Os visitantes vão aí poder encontrar-se com os bonecos que fizeram as personagens de Miséria, Macbeth, Paisagem Azul com Automóveis, Bichos do Bosque, Cinderela, algumas das 38 peças que constituem o património do TMP e um percurso iniciado, na segunda metade da década de 1980, com o Teatro D. Roberto, cujo teatro de pano também está exposto.

“É muito emblemático o Teatro D. Roberto, porque é o mais tradicional, e é um espectáculo que foi feito por todo o país pelo João Paulo e que nós recuperámos agora para ser feito por uma actriz da companhia”, lembrou Isabel Barros.

No novo espaço da Rua das Flores vai ser também possível reencontrar Fredo Brilhantinas, o arrumador que, com uma série de personagens políticas locais e nacionais da época, fazia parte do elenco da emblemática revista Vai no Batalha (1993), que permaneceu em cena durante meses e se afirmou um dos maiores êxitos da companhia.
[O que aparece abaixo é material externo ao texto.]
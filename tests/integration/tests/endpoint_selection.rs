//! Endpoint selection scenarios.

use std::sync::Arc;

use anyhow::Context;
use saml_metadata::{
    endpoints, roles, BasicRoleDescriptorResolver, CriteriaSet, DefaultEndpointResolver,
    Endpoint, EndpointResolver, RoleDescriptor, RoleDescriptorBuilder, RoleDescriptorResolver,
    SamlBinding,
};

use crate::common::{federation_resolver, SP_ACS, SP_ENTITY_ID};

fn acs(location: &str, index: u16, is_default: Option<bool>) -> Endpoint {
    Endpoint::new(
        endpoints::ASSERTION_CONSUMER_SERVICE,
        SamlBinding::HttpPost.uri(),
        location,
    )
    .with_index(index, is_default)
}

fn sp_role(acs_endpoints: Vec<Endpoint>) -> Arc<RoleDescriptor> {
    acs_endpoints
        .into_iter()
        .fold(RoleDescriptorBuilder::new(roles::SP_SSO_DESCRIPTOR), |role, e| {
            role.with_endpoint(e)
        })
        .build()
}

fn resolve_acs(role: Arc<RoleDescriptor>) -> anyhow::Result<Vec<String>> {
    let criteria = CriteriaSet::new()
        .with_role_descriptor(role)
        .with_endpoint(Endpoint::template(endpoints::ASSERTION_CONSUMER_SERVICE));
    Ok(DefaultEndpointResolver::default()
        .resolve(&criteria)?
        .iter()
        .filter_map(|e| e.location().map(str::to_string))
        .collect())
}

/// Tests that an explicit default wins over an earlier implicit one.
#[test]
fn explicit_default_is_first() -> anyhow::Result<()> {
    let role = sp_role(vec![
        acs("https://sp.example.org/false", 0, Some(false)),
        acs("https://sp.example.org/absent", 1, None),
        acs("https://sp.example.org/true", 2, Some(true)),
    ]);
    assert_eq!(
        resolve_acs(role)?,
        [
            "https://sp.example.org/true",
            "https://sp.example.org/false",
            "https://sp.example.org/absent",
        ]
    );
    Ok(())
}

/// Tests that the first unflagged endpoint is the default otherwise.
#[test]
fn first_unflagged_is_default() -> anyhow::Result<()> {
    let role = sp_role(vec![
        acs("https://sp.example.org/a1", 0, None),
        acs("https://sp.example.org/a2", 1, None),
        acs("https://sp.example.org/false", 2, Some(false)),
    ]);
    assert_eq!(
        resolve_acs(role)?,
        [
            "https://sp.example.org/a1",
            "https://sp.example.org/a2",
            "https://sp.example.org/false",
        ]
    );
    Ok(())
}

/// Tests that a signed request's endpoint is used without metadata.
#[test]
fn signed_request_short_circuits_metadata() -> anyhow::Result<()> {
    let requested = Arc::new(
        Endpoint::template(endpoints::ASSERTION_CONSUMER_SERVICE)
            .with_binding(SamlBinding::HttpPost.uri())
            .with_location("https://unlisted.example.org/acs"),
    );
    let criteria = CriteriaSet::new()
        .with_endpoint(Arc::clone(&requested))
        .with_signed_request();

    let found = EndpointResolver::new()
        .resolve_single(&criteria)?
        .context("signed request endpoint")?;
    assert!(Arc::ptr_eq(&found, &requested));
    Ok(())
}

/// Tests endpoint selection against a role resolved from metadata.
#[test]
fn endpoint_from_resolved_role() -> anyhow::Result<()> {
    let metadata = federation_resolver()?;
    let role = BasicRoleDescriptorResolver::new(metadata)
        .resolve_single(
            &CriteriaSet::new()
                .with_entity_id(SP_ENTITY_ID)
                .with_role(roles::SP_SSO_DESCRIPTOR),
        )?
        .context("SP role")?;

    let criteria = CriteriaSet::new()
        .with_role_descriptor(role)
        .with_endpoint(Endpoint::template(endpoints::ASSERTION_CONSUMER_SERVICE))
        .with_bindings([SamlBinding::HttpPost.uri(), SamlBinding::HttpArtifact.uri()]);
    let endpoint = DefaultEndpointResolver::default()
        .resolve_single(&criteria)?
        .context("ACS endpoint")?;
    assert_eq!(endpoint.location(), Some(SP_ACS));

    let redirect_only = criteria.with_bindings([SamlBinding::HttpRedirect.uri()]);
    assert!(DefaultEndpointResolver::default()
        .resolve_single(&redirect_only)?
        .is_none());
    Ok(())
}
//! Key material shared by the scenario tests.
//!
//! Real self-signed certificates generated with openssl, base64 DER as it
//! appears inside `<ds:X509Certificate>`.

#![forbid(unsafe_code)]

/// RSA 2048 certificate, CN=idp.example.org.
pub const IDP_SIGNING_CERT: &str = "MIIDFzCCAf+gAwIBAgIUBM9NiBbrmZ8t3UGY8x0xvCq5wL8wDQYJKoZIhvcNAQELBQAwGjEYMBYGA1UEAwwPaWRwLmV4YW1wbGUub3JnMCAXDTI2MTAxNzIyNTgyMFoYDzIxMjYwOTIzMjI1ODIwWjAaMRgwFgYDVQQDDA9pZHAuZXhhbXBsZS5vcmcwggEiMA0GCSqGSIb3DQEBAQUAA4IBDwAwggEKAoIBAQDI7/wAXKGRuPxz9e/NKo32B1lwoKBuAOPyltO4dlI8PSqogaR+GhtNjjZhTZRtyAN45CGrorqh5tbxhhI24cubu9kkdPq79ckeE0LnXa+C7thIGorUA84Y4utOr8gwkj3ETRLzjSMLWSEASz4fQR/Y8IQXC1uPk04sw3GMAN7JrSp5lezh8ZyD8zDNQZVEfQl8amULliR/5bAmNu9zNoJ2G0PkWSS3oBpVOvHYnHwtRpbfuF8KQT5uVC99/YuFPGlrOdkaVXbumoQ6OL+VGty4A447Vul/Tr2abGokuXrzVJio8neK6CW4MrIxlJ4CIF8jWbjopG7AP85BsmKKC91BAgMBAAGjUzBRMB0GA1UdDgQWBBQrp0jVJIA4+I70BBLQL/czX9IbvTAfBgNVHSMEGDAWgBQrp0jVJIA4+I70BBLQL/czX9IbvTAPBgNVHRMBAf8EBTADAQH/MA0GCSqGSIb3DQEBCwUAA4IBAQDBw4L+v+1A3FSJlHcLrnpoGs0WTqbghTcBN3ybHMmzo1kyHgMU2M4GlJYjMurcvoMh2pwjNzUdM5nZV1Ab6AfO3mF1o94Dwhd2buao0ph/KUE0Ikk6MEyUMUayU+FcWyySrxFesmIx3clgewavab0UtIBHELALOw9o/qaoSGPuwAFTn0RNKtBTFPsVeM8uvCOSNhzvfW6fuIh1l5NoYxB1styMEas7DEC88Pr8LypDcDY9DPCcbdNimxVMfCjJBaZdF2Mxsj5FunTLGH2ATcjpFyHTquNByVFGEZ7mZHdtbcLrf4pB+ZzF/ufkHMvSVx7SRVXte/wS4ftuYB4QCov5";

/// EC P-256 certificate, CN=sp.example.org.
pub const SP_ENCRYPTION_CERT: &str = "MIIBiDCCAS+gAwIBAgIUH0QKplAve/grGjLnzr4T2UVddFMwCgYIKoZIzj0EAwIwGTEXMBUGA1UEAwwOc3AuZXhhbXBsZS5vcmcwIBcNMjYxMDE3MjI1ODIwWhgPMjEyNjA5MjMyMjU4MjBaMBkxFzAVBgNVBAMMDnNwLmV4YW1wbGUub3JnMFkwEwYHKoZIzj0CAQYIKoZIzj0DAQcDQgAE44Fd+H8OBQmzFMO9kSA5lVyZBatDfrKy1fJATRJswBDGczwCT25OYAEEnhbXpIFMBSTP77OiCIUGqZ+0koFjJaNTMFEwHQYDVR0OBBYEFF19inAhkG8qtkcCz2DMrGC+LM2rMB8GA1UdIwQYMBaAFF19inAhkG8qtkcCz2DMrGC+LM2rMA8GA1UdEwEB/wQFMAMBAf8wCgYIKoZIzj0EAwIDRwAwRAIgKqd5xEDCN96WWRamEtEVU4R7dynvyqRFuVaWWmpi2AgCID+GEa6QQjAGX9yBFcl0npe6QAITMm3XM9+PujX2uAmX";

/// SubjectPublicKeyInfo of [`SP_ENCRYPTION_CERT`].
pub const SP_ENCRYPTION_SPKI: &str = "MFkwEwYHKoZIzj0CAQYIKoZIzj0DAQcDQgAE44Fd+H8OBQmzFMO9kSA5lVyZBatDfrKy1fJATRJswBDGczwCT25OYAEEnhbXpIFMBSTP77OiCIUGqZ+0koFjJQ==";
O Fredo Brilhantinas, que celebrizou frases como “não me bata na cabeça que eu ando a estudar à noite”, foi uma personagem criada por Seara Cardoso a partir da figura real de um arrumador do Largo de São Domingos, perto do Teatro de Belomonte, a quem o encenador entregava a chaves do carro. “Um dia chegámos lá e perguntaram ao João Paulo: ‘O senhor é que é o dono do Volvo? Olhe que esse carro caiu ao Douro’. Ainda chegámos a tempo de ver tirar o carro do rio. O arrumador tinha ido dar uma volta com ele e despistou-se; valeu 50 contos na sucata, e João Paulo nunca apresentou queixa contra ele”, recorda Isabel Barros.

Estas e outras recordações podem ser revisitadas a partir deste domingo, num museu que deverá mudar os bonecos expostos duas a três vezes por ano, “numa relação sempre dinâmica entre a companhia e o museu”, e que já iniciou um programa para visitas para escolas.